There have, of course, been many novels about addiction and, while I enjoyed Dick’s big-hearted version of all of that, A Scanner Darkly was not, on that basis, particularly fresh or illuminating. For me, the most interesting thing about the drugs aspect of the novel is how Dick uses it to engage with other, trickier, subjects, such as identity and paranoia. On the latter, it is easy to see how being an addict, being strung out, can lead to feeling as though someone or something is out to get you. Yet Dick’s kind of of paranoia is deeper, more intelligent than that. There are times when Barris, for example, seems unreliable, untrustworthy; but, then, of course he is, he’s an addict. Likewise, so is Bob Arctor. Arctor cannot trust Barris, but he cannot trust himself either. It is not a question of whether the threat of Barris is real or imagined, but the fact that it is probably both.
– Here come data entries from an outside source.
use std::path::PathBuf;

use crate::workout::WorkoutKind;

/// Failures while building a session or computing its metrics
#[derive(Debug, Clone, PartialEq, thiserror::Error)]
pub enum WorkoutError {
    #[error("unknown workout type: {0:?}")]
    InvalidWorkoutType(String),

    #[error("{kind} expects {expected} values, got {actual}")]
    ArityMismatch {
        kind: WorkoutKind,
        expected: usize,
        actual: usize,
    },

    #[error("{kind}: {quantity} is zero, cannot divide by it")]
    DivisionByZero {
        kind: WorkoutKind,
        quantity: &'static str,
    },

    #[error("action count must be a non-negative whole number, got {0}")]
    InvalidActionCount(f64),
}

/// Failures while reading a packages file
#[derive(Debug, thiserror::Error)]
pub enum PackageError {
    #[error("failed to read {}: {source}", path.display())]
    Io {
        path: PathBuf,
        #[source]
        source: std::io::Error,
    },

    #[error("invalid JSON in {}: {source}", path.display())]
    Json {
        path: PathBuf,
        #[source]
        source: serde_json::Error,
    },

    #[error("invalid CSV in {}: {source}", path.display())]
    Csv {
        path: PathBuf,
        #[source]
        source: csv::Error,
    },

    #[error("{}: line {line}: {value:?} is not a number", path.display())]
    BadNumber {
        path: PathBuf,
        line: u64,
        value: String,
    },

    #[error("{}: line {line}: missing workout type", path.display())]
    MissingWorkoutType { path: PathBuf, line: u64 },

    #[error("unsupported packages file {} (expected .json or .csv)", .0.display())]
    UnsupportedFormat(PathBuf),
}
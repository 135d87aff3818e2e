use clap::ValueEnum;
use directories::ProjectDirs;
use serde::{Deserialize, Serialize};
use std::fs;
use std::path::{Path, PathBuf};
use tracing::{debug, warn};

use crate::summary::Locale;

#[derive(
    Debug,
    Clone,
    Copy,
    Default,
    PartialEq,
    Eq,
    Serialize,
    Deserialize,
    ValueEnum,
    strum_macros::Display,
)]
#[serde(rename_all = "lowercase")]
#[strum(serialize_all = "lowercase")]
pub enum OutputFormat {
    #[default]
    Text,
    Json,
}

/// Presentation defaults for the CLI
#[derive(Debug, Clone, Default, Serialize, Deserialize, PartialEq)]
#[serde(default)]
pub struct Config {
    pub locale: Locale,
    pub format: OutputFormat,
}

pub trait ConfigStore {
    fn load(&self) -> Config;
    fn save(&self, cfg: &Config) -> std::io::Result<()>;
}

#[derive(Debug, Clone)]
pub struct FileConfigStore {
    path: PathBuf,
}

impl FileConfigStore {
    #[allow(clippy::new_without_default)]
    pub fn new() -> Self {
        let path = if let Some(pd) = ProjectDirs::from("", "", "fitcalc") {
            pd.config_dir().join("config.json")
        } else {
            PathBuf::from("fitcalc_config.json")
        };
        Self { path }
    }

    pub fn with_path<P: AsRef<Path>>(p: P) -> Self {
        Self {
            path: p.as_ref().to_path_buf(),
        }
    }

    pub fn path(&self) -> &Path {
        &self.path
    }
}

impl Default for FileConfigStore {
    fn default() -> Self {
        Self::new()
    }
}

impl ConfigStore for FileConfigStore {
    fn load(&self) -> Config {
        let Ok(bytes) = fs::read(&self.path) else {
            debug!("No config at {}, using defaults", self.path.display());
            return Config::default();
        };
        match serde_json::from_slice::<Config>(&bytes) {
            Ok(cfg) => cfg,
            Err(e) => {
                warn!("Ignoring unreadable config {}: {}", self.path.display(), e);
                Config::default()
            }
        }
    }

    fn save(&self, cfg: &Config) -> std::io::Result<()> {
        if let Some(parent) = self.path.parent() {
            fs::create_dir_all(parent)?;
        }
        let data = serde_json::to_vec_pretty(cfg)?;
        fs::write(&self.path, data)
    }
}
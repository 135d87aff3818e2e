use tracing_subscriber::EnvFilter;

/// Install the global subscriber. Logs go to stderr so stdout only carries
/// summaries; `RUST_LOG` takes precedence over the default level.
pub fn init(verbose: bool) {
    let default_level = if verbose { "debug" } else { "warn" };
    let filter =
        EnvFilter::try_from_default_env().unwrap_or_else(|_| EnvFilter::new(default_level));

    // A subscriber may already be set (tests, embedding); keep the first one.
    let _ = tracing_subscriber::fmt()
        .with_env_filter(filter)
        .with_writer(std::io::stderr)
        .with_target(false)
        .try_init();
}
Moreover, Bob Arctor is not only an addict but also a undercover narcotics agent. At one point in the book he is given the job of surveilling himself. Which is funny, of course, but consider what this means. Most people who are being watched do not know that they are, or only suspect it. Arctor knows. Therefore, every moment he must wonder how his actions and words are to be perceived, he is ultra aware of what impression he is giving of himself, of the precarious position he is in. As a undercover agent and an addict Arctor has two distinct identities. Bob and Fred. As the storyline progresses, A Scanner Darkly asks you to consider the question: which of these two personalities is real or legitimate? Or is it neither? Or both? As previously noted, one of the consequences of drug using is brain damage. See: Jerry and his bugs. Ultimately, Arctor develops a kind of split personality. As Fred he begins to talk about Bob in the third person, as a separate being. Bob and Fred. He is both the establishment and the lowlife. He is the paranoid freak and the ‘they’ who is out to get him.